Copy each line that includes the string "module" from the material into your answer.
===
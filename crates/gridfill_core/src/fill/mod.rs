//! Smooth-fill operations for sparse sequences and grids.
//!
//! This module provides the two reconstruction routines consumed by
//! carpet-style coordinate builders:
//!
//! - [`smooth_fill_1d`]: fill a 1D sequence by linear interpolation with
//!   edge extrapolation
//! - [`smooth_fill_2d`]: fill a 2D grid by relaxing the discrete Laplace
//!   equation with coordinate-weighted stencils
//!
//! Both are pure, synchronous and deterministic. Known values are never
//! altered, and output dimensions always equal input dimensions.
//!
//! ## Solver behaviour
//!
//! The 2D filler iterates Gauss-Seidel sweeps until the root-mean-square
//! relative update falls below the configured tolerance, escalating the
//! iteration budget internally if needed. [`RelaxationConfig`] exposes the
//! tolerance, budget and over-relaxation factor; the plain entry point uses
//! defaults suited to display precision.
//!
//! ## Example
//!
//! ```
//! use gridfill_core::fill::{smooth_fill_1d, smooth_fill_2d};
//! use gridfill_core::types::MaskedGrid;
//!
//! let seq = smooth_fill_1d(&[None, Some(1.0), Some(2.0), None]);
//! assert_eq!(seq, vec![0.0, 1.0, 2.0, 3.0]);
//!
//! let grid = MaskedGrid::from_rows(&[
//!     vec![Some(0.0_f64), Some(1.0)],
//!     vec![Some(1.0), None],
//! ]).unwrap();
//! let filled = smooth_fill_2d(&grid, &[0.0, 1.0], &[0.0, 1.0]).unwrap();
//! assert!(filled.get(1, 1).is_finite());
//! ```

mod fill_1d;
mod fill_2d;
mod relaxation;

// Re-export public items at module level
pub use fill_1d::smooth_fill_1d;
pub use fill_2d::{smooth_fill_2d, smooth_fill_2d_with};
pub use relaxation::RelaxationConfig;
===
__Written reply__.
//! This module provides the two reconstruction routines consumed by
// Re-export public items at module level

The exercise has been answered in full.